Which of the lines below mention the word "DbResult"? Pull each one out.
=== Material provided ===
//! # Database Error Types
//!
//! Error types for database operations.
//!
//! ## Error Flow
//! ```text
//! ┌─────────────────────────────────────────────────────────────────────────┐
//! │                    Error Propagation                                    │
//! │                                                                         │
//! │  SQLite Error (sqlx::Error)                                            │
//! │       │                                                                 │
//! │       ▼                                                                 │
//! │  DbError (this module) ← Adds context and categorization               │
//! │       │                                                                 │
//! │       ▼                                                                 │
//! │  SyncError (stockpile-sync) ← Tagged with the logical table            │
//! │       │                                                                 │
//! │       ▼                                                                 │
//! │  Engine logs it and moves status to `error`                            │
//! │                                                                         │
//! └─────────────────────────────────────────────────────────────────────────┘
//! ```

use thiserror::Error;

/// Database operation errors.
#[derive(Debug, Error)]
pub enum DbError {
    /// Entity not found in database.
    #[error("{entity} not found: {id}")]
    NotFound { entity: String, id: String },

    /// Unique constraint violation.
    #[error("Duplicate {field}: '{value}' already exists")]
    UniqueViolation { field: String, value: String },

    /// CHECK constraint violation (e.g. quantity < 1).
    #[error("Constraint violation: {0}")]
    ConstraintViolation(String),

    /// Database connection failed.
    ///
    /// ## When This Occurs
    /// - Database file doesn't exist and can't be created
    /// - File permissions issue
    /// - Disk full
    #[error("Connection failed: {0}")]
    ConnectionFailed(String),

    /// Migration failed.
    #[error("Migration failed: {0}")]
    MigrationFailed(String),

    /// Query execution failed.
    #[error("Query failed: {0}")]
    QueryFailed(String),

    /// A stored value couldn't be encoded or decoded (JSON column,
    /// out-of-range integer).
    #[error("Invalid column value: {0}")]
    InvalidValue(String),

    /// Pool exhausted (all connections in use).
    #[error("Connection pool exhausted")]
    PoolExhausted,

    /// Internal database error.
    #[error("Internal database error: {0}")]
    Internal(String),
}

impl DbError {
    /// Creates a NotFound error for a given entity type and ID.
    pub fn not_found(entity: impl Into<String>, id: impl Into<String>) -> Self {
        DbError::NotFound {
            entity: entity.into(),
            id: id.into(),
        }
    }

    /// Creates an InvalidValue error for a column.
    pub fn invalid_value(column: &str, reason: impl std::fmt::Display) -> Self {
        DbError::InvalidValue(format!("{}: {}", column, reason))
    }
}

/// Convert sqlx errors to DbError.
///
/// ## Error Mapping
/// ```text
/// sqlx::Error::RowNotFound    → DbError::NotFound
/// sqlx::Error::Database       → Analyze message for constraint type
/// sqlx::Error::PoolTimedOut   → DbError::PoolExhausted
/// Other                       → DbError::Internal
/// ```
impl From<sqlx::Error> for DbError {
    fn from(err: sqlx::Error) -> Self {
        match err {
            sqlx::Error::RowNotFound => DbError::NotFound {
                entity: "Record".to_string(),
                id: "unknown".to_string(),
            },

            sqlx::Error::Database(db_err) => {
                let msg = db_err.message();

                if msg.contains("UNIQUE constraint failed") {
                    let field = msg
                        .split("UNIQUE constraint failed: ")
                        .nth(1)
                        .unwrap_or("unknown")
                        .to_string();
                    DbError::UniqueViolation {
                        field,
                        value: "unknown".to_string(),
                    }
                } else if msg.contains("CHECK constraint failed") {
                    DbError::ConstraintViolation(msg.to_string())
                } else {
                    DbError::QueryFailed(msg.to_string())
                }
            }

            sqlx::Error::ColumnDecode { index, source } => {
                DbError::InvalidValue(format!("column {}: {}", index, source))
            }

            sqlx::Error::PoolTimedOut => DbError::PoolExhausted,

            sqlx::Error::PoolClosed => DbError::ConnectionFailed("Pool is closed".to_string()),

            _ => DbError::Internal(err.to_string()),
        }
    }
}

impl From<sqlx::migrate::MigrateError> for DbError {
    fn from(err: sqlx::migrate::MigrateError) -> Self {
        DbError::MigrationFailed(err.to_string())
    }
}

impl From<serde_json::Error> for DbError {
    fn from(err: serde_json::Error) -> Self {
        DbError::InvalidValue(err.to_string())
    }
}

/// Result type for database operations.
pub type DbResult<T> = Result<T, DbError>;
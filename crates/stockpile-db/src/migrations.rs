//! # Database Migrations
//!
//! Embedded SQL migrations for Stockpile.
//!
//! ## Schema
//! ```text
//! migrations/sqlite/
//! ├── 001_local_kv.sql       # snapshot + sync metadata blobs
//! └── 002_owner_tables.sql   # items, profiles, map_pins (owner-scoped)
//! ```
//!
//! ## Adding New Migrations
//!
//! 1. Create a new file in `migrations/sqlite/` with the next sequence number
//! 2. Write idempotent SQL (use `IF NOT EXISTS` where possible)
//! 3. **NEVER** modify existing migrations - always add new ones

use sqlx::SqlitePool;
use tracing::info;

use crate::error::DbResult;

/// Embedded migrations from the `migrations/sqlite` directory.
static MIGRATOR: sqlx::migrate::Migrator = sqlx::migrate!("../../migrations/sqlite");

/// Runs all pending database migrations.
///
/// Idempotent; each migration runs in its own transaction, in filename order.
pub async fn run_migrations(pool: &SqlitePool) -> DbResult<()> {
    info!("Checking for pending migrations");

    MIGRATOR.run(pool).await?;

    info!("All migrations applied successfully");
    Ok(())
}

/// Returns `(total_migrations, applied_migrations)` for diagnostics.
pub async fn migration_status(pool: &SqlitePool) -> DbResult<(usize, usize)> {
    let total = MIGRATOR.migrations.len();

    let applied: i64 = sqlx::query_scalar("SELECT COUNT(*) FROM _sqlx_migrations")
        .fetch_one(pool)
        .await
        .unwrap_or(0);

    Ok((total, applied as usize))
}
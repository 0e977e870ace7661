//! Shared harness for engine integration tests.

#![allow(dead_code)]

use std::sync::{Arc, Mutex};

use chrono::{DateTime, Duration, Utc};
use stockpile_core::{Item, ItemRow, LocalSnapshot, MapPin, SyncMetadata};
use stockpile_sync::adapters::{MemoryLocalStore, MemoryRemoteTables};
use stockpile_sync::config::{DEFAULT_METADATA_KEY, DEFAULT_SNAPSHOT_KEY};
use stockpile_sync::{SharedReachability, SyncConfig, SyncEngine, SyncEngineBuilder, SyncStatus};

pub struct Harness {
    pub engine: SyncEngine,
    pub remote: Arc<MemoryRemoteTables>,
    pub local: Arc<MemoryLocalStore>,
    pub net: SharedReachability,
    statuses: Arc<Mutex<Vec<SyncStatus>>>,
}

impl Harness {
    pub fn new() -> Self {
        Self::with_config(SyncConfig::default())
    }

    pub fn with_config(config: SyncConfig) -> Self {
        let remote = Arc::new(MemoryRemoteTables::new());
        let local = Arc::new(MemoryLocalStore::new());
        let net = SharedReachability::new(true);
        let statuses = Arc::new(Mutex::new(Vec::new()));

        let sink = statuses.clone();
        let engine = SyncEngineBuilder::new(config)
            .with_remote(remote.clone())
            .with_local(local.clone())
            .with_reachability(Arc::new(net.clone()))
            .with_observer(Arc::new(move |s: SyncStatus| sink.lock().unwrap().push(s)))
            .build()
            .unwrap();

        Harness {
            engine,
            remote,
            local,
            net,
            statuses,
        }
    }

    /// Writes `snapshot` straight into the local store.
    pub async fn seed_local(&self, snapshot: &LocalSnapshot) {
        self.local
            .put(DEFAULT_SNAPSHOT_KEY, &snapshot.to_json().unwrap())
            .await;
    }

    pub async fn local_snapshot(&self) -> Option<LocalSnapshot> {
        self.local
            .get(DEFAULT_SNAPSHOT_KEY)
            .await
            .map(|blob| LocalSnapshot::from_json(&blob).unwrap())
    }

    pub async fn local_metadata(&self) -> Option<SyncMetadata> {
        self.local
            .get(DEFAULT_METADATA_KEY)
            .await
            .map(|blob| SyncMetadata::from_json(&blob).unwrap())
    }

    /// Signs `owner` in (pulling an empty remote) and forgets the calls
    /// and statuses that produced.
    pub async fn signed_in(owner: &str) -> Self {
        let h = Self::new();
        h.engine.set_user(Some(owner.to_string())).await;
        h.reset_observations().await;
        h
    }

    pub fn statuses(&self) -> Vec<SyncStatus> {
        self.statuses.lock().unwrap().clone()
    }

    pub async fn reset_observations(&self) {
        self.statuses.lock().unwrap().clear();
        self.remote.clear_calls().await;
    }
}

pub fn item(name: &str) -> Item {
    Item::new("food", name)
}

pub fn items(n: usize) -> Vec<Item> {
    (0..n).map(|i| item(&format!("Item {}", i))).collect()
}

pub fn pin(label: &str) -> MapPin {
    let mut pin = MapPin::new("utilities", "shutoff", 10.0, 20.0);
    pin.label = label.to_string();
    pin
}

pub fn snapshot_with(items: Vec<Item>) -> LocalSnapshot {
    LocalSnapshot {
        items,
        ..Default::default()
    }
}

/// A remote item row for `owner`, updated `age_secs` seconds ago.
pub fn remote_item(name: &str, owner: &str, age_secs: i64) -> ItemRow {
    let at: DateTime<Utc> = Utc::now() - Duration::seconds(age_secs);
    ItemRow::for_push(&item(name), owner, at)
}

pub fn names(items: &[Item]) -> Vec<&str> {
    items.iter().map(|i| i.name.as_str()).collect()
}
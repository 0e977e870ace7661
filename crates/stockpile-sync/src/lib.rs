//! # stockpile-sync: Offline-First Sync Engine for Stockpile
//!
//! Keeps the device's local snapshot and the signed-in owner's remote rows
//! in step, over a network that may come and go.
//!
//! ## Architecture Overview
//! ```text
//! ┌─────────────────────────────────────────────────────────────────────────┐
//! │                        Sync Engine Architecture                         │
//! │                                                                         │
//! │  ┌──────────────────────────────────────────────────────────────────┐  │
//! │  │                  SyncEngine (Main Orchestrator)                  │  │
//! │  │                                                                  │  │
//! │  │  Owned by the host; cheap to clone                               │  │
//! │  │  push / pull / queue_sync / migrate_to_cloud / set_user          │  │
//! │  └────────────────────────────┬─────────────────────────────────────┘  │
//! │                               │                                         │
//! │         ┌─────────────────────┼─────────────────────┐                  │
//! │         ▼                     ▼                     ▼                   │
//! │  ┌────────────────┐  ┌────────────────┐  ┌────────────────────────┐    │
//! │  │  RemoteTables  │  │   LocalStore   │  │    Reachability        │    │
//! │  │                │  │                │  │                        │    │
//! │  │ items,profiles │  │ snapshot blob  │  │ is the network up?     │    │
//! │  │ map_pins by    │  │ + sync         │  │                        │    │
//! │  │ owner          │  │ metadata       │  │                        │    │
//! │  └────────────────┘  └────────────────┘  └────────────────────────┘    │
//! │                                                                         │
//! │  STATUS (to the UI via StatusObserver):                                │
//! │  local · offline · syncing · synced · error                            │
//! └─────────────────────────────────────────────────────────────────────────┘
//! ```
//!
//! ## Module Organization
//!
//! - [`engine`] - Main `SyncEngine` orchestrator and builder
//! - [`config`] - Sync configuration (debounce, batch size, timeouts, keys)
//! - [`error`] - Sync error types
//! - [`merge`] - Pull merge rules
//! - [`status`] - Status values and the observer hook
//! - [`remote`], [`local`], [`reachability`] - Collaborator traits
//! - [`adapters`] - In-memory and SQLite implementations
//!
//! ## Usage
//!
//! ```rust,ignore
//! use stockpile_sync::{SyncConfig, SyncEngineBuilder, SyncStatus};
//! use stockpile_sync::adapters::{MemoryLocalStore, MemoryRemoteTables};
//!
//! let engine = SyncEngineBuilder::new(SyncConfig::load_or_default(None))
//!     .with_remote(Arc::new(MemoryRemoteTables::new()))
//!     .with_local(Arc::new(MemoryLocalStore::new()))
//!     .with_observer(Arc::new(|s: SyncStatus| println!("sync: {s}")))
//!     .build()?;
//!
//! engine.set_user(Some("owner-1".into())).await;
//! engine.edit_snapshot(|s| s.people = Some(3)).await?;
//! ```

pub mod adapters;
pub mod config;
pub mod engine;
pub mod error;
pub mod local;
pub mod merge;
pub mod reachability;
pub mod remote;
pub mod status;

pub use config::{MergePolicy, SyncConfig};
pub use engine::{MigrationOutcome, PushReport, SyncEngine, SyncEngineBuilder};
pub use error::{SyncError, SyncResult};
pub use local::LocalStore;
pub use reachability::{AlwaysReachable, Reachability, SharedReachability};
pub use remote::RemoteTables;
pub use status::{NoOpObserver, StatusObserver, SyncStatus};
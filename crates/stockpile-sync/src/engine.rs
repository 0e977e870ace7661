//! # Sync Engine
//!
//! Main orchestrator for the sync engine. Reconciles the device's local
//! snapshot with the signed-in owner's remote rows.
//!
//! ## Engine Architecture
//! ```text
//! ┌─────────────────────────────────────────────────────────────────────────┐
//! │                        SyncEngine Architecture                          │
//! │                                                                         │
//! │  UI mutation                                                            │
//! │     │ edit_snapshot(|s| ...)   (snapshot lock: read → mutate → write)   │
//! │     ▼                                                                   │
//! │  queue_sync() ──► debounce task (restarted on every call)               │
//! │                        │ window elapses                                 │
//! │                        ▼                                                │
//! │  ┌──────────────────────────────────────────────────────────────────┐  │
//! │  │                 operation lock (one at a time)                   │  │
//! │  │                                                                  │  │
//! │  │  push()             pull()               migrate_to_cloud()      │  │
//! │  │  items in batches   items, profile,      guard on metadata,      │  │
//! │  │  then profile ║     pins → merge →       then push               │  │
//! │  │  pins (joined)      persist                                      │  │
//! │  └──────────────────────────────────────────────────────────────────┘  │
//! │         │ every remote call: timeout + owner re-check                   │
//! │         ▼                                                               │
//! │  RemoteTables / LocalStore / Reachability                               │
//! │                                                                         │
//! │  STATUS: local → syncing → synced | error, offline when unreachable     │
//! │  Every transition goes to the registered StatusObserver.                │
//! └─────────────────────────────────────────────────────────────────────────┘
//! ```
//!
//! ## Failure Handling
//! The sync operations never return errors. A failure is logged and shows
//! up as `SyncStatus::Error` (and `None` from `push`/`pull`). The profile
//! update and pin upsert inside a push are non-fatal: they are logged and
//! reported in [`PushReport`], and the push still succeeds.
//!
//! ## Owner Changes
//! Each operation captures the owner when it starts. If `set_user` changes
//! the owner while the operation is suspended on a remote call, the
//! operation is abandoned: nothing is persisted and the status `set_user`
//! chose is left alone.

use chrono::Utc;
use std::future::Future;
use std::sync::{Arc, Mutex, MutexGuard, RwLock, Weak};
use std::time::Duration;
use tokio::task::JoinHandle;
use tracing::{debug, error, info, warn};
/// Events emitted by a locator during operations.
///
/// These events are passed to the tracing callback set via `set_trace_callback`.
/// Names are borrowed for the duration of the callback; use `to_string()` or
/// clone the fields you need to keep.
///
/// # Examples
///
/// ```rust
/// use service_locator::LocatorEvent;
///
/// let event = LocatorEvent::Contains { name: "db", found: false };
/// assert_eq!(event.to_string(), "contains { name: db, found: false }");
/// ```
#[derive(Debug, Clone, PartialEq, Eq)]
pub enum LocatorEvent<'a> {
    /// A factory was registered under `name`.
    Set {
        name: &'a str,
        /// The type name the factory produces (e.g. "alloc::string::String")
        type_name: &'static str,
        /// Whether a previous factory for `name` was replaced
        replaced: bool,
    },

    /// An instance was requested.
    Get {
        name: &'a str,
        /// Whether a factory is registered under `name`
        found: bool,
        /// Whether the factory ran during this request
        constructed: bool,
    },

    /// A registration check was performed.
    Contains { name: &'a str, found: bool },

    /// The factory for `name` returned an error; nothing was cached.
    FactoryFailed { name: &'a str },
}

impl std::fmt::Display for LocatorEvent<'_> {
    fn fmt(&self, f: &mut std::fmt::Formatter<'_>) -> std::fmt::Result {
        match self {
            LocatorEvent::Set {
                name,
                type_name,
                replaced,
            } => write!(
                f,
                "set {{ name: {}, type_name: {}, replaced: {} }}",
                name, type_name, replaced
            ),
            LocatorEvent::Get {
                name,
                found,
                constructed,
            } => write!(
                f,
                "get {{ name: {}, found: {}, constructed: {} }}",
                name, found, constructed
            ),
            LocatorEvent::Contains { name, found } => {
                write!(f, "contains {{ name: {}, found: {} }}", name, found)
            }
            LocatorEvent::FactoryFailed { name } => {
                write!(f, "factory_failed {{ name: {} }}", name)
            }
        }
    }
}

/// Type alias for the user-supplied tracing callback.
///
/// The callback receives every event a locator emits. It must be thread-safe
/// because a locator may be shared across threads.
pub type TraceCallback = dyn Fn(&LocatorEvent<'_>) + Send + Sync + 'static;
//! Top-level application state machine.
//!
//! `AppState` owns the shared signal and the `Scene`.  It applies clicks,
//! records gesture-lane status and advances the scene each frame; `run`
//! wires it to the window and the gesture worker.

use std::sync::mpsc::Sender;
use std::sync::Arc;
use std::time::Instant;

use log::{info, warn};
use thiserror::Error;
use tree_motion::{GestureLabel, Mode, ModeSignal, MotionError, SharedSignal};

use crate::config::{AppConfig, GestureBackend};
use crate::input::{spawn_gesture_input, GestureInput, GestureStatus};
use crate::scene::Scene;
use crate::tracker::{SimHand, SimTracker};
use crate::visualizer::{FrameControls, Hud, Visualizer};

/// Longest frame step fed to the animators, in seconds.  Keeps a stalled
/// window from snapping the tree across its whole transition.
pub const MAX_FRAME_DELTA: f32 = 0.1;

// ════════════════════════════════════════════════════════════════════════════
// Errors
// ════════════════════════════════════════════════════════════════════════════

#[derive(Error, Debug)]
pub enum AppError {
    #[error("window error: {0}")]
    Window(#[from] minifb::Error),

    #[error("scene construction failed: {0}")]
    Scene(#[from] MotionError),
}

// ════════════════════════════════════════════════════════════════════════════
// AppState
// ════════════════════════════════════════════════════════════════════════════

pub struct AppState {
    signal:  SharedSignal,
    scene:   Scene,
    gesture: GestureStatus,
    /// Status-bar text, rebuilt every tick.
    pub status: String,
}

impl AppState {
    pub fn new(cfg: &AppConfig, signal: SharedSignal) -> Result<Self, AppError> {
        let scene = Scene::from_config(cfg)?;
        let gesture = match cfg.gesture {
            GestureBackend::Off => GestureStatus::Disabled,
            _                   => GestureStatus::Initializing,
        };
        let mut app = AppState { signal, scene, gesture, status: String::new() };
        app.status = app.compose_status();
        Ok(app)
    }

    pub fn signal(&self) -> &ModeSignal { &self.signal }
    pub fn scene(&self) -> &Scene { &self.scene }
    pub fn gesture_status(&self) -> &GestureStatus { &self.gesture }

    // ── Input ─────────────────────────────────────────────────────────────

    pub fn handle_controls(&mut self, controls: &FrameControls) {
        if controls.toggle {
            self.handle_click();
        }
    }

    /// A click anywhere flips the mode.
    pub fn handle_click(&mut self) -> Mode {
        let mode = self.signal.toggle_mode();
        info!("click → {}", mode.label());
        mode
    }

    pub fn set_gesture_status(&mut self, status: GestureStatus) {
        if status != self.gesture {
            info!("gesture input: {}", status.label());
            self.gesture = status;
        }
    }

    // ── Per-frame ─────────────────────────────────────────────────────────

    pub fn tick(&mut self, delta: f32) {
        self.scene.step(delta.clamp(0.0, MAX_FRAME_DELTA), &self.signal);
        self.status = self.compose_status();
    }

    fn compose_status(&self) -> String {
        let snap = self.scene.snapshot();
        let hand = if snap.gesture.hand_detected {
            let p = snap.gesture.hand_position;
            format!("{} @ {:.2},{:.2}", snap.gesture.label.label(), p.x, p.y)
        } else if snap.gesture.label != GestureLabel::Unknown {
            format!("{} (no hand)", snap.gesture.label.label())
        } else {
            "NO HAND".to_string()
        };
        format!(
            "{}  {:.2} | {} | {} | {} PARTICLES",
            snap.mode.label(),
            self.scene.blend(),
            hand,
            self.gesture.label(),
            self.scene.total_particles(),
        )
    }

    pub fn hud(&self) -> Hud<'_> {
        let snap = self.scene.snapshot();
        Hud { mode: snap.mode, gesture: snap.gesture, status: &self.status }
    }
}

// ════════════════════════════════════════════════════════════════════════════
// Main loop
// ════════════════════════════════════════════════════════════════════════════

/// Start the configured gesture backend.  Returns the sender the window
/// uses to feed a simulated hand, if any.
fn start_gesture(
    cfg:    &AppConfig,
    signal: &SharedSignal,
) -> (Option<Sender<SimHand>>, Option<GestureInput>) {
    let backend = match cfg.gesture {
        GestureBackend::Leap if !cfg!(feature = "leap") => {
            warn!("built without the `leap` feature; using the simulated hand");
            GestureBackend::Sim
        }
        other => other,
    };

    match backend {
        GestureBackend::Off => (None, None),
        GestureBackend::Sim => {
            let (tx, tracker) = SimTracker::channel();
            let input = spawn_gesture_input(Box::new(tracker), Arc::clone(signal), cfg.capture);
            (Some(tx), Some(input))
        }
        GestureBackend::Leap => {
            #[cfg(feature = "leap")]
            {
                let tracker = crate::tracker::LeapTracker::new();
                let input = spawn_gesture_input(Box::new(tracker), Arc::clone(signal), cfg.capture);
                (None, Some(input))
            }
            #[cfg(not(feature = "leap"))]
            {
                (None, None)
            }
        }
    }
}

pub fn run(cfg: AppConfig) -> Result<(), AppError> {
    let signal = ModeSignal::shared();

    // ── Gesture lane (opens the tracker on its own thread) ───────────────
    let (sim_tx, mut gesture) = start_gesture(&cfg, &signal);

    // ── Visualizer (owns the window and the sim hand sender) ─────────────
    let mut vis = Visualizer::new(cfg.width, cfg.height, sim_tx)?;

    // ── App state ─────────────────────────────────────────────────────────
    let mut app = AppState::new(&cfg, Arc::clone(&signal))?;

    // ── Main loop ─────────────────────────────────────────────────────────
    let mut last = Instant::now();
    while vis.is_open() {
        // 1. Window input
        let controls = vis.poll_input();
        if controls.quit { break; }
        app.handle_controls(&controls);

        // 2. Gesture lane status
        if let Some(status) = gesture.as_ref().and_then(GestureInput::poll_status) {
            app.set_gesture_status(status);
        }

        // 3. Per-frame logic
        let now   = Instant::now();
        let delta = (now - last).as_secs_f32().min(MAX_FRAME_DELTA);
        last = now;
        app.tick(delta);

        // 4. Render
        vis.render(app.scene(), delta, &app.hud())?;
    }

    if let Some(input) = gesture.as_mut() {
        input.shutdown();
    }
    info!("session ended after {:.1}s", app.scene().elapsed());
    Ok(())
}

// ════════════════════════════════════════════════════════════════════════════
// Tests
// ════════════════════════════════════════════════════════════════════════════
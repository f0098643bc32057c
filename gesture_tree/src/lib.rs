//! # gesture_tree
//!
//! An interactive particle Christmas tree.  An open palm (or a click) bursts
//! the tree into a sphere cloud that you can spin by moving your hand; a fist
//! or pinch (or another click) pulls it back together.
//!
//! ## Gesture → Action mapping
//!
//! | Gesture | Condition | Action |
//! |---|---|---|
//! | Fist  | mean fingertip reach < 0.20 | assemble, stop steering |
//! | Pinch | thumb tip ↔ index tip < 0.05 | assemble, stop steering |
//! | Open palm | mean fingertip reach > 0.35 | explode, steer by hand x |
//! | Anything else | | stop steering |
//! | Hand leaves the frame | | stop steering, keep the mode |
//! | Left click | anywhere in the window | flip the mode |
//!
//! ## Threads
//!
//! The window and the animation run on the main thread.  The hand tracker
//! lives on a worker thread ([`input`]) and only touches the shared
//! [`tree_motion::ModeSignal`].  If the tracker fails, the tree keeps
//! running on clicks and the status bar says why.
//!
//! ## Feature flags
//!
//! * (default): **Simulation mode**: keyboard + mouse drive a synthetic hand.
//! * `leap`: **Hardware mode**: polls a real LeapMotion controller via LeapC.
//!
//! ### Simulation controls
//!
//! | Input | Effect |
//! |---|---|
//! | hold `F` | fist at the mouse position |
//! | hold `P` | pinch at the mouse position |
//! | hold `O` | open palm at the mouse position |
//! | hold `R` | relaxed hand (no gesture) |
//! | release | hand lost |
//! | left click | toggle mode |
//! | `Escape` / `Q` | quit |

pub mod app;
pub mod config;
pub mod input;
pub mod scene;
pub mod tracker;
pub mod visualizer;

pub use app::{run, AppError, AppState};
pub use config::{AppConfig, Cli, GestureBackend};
===
▶ **Answer box**
pub type DbResult<T> = Result<T, DbError>;
use crate::error::DbResult;
pub async fn run_migrations(pool: &SqlitePool) -> DbResult<()> {
pub async fn migration_status(pool: &SqlitePool) -> DbResult<(usize, usize)> {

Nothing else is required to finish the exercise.